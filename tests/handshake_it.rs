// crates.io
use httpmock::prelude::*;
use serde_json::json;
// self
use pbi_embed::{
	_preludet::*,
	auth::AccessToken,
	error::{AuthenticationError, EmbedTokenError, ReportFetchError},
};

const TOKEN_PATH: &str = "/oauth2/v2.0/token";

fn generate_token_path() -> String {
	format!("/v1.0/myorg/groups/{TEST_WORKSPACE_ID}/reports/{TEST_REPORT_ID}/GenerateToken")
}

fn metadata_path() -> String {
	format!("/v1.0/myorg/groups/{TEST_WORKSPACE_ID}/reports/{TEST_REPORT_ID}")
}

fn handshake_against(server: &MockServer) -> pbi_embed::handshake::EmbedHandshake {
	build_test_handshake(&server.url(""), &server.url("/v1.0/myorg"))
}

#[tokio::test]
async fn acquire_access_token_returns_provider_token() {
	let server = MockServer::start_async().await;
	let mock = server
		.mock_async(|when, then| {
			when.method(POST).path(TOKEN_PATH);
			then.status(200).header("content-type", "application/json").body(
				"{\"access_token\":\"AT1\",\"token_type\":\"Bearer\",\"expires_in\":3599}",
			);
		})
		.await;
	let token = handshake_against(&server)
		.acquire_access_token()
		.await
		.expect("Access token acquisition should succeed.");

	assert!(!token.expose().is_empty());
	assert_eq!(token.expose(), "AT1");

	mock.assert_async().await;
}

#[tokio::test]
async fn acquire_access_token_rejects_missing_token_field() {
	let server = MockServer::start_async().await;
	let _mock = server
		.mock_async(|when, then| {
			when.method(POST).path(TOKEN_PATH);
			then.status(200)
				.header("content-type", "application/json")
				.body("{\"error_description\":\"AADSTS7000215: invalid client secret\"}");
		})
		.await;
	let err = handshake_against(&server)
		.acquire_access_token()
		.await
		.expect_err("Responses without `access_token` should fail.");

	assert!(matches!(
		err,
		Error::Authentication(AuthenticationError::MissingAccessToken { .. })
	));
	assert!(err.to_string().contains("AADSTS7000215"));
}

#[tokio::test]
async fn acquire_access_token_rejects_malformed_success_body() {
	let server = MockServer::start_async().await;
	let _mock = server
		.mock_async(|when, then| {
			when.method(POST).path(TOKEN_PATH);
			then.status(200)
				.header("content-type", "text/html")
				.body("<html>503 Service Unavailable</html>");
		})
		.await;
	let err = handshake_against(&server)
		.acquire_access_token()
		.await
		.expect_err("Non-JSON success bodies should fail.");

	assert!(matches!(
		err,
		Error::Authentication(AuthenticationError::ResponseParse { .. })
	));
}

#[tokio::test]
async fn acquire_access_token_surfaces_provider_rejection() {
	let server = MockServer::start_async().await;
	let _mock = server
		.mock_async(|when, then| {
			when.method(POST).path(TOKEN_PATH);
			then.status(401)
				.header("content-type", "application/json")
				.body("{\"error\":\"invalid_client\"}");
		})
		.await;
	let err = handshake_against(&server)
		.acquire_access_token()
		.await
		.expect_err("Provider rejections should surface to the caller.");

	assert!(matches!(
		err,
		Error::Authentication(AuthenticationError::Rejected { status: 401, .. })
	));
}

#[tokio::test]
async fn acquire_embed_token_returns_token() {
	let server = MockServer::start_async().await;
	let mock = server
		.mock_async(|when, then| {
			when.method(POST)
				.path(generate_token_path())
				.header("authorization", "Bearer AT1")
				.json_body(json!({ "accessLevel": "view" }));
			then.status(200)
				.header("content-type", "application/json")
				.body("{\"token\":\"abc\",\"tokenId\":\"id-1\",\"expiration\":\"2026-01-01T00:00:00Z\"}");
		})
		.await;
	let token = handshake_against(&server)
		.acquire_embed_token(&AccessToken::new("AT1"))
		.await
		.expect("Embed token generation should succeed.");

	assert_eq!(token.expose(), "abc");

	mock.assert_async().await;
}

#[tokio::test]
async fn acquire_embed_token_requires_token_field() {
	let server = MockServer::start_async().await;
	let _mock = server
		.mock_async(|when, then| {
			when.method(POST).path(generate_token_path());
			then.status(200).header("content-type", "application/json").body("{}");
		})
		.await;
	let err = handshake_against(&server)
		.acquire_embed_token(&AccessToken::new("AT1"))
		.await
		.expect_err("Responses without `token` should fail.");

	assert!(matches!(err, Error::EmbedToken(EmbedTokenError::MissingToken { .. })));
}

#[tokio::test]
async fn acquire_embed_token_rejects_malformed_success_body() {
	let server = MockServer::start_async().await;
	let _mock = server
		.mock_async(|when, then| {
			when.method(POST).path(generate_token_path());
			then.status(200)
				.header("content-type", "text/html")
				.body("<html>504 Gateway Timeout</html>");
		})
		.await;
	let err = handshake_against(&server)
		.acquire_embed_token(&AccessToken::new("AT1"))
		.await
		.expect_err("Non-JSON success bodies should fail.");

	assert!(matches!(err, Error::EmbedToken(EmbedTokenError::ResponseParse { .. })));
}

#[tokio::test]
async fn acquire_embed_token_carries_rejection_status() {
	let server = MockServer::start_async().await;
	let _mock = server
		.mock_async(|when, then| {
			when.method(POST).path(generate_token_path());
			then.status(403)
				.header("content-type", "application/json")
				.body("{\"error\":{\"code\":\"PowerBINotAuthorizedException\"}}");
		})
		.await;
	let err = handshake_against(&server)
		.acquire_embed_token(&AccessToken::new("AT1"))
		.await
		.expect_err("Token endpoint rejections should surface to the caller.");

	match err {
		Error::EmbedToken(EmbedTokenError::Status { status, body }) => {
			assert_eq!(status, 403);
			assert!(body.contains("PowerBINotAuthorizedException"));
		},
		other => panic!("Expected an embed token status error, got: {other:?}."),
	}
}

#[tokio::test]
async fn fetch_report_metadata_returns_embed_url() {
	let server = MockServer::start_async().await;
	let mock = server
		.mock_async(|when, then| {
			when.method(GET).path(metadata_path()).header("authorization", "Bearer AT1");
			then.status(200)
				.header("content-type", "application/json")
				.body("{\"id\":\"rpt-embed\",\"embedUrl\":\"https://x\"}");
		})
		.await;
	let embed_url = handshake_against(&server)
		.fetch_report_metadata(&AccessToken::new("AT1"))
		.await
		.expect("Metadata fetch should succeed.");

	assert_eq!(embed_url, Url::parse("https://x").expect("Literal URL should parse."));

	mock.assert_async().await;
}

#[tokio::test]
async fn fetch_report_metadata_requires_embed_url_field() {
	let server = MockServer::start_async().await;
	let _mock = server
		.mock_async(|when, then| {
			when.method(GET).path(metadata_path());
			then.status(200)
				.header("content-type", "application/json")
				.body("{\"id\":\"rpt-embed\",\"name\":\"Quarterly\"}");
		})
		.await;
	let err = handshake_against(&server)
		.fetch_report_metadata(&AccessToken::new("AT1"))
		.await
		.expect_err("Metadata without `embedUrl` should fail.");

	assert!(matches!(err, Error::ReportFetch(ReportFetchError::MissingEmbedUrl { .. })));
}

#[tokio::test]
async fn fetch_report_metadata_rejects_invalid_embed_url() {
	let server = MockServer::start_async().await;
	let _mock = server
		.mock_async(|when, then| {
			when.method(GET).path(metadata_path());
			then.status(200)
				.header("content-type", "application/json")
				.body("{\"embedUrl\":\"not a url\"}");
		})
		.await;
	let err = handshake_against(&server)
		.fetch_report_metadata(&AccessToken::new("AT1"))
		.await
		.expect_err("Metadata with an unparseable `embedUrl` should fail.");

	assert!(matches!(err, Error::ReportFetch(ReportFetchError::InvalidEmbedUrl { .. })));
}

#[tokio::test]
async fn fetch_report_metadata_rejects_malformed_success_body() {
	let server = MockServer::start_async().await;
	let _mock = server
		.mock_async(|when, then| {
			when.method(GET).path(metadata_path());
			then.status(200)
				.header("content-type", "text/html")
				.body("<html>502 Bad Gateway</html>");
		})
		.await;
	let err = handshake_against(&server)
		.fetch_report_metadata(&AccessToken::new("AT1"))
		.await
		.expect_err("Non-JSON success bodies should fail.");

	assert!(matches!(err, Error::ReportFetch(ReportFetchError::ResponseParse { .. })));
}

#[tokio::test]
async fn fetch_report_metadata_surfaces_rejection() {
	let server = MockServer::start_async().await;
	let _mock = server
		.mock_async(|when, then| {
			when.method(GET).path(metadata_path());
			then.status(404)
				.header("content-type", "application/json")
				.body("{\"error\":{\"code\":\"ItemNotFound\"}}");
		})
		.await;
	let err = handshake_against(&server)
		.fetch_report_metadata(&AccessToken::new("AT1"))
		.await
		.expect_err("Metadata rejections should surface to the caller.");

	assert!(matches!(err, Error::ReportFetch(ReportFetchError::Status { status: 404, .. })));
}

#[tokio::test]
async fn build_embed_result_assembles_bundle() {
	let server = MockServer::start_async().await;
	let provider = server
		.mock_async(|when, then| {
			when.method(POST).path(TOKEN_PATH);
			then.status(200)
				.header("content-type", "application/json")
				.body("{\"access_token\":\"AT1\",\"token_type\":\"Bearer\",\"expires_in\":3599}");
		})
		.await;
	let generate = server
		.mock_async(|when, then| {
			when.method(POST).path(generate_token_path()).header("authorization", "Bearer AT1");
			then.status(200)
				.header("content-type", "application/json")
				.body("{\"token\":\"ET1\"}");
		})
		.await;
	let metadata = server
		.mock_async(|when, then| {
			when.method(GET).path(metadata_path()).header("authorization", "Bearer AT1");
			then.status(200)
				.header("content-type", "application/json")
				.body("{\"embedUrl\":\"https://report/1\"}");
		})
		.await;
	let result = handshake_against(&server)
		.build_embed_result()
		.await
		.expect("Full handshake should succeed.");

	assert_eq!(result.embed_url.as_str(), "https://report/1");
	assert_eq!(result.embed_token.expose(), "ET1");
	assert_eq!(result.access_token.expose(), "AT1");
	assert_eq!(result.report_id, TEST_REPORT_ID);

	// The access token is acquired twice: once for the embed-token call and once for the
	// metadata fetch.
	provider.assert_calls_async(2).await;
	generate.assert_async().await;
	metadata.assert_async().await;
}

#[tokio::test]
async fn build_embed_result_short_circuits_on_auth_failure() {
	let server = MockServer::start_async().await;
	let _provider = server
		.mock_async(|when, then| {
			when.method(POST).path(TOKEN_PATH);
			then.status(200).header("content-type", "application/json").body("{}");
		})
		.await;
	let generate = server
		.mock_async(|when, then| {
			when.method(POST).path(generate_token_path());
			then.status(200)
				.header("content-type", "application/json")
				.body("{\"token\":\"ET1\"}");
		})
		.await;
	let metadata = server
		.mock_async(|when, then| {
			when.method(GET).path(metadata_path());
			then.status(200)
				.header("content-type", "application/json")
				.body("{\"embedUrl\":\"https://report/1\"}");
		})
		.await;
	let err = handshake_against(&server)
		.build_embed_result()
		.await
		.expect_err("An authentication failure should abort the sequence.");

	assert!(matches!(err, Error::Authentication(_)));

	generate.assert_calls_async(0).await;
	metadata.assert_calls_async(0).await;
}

[What you will do] Where does "PowerBINotAuthorizedException" appear in the records above? Copy every line that has it.

[Reply]
				.body("{\"error\":{\"code\":\"PowerBINotAuthorizedException\"}}");
			assert!(body.contains("PowerBINotAuthorizedException"));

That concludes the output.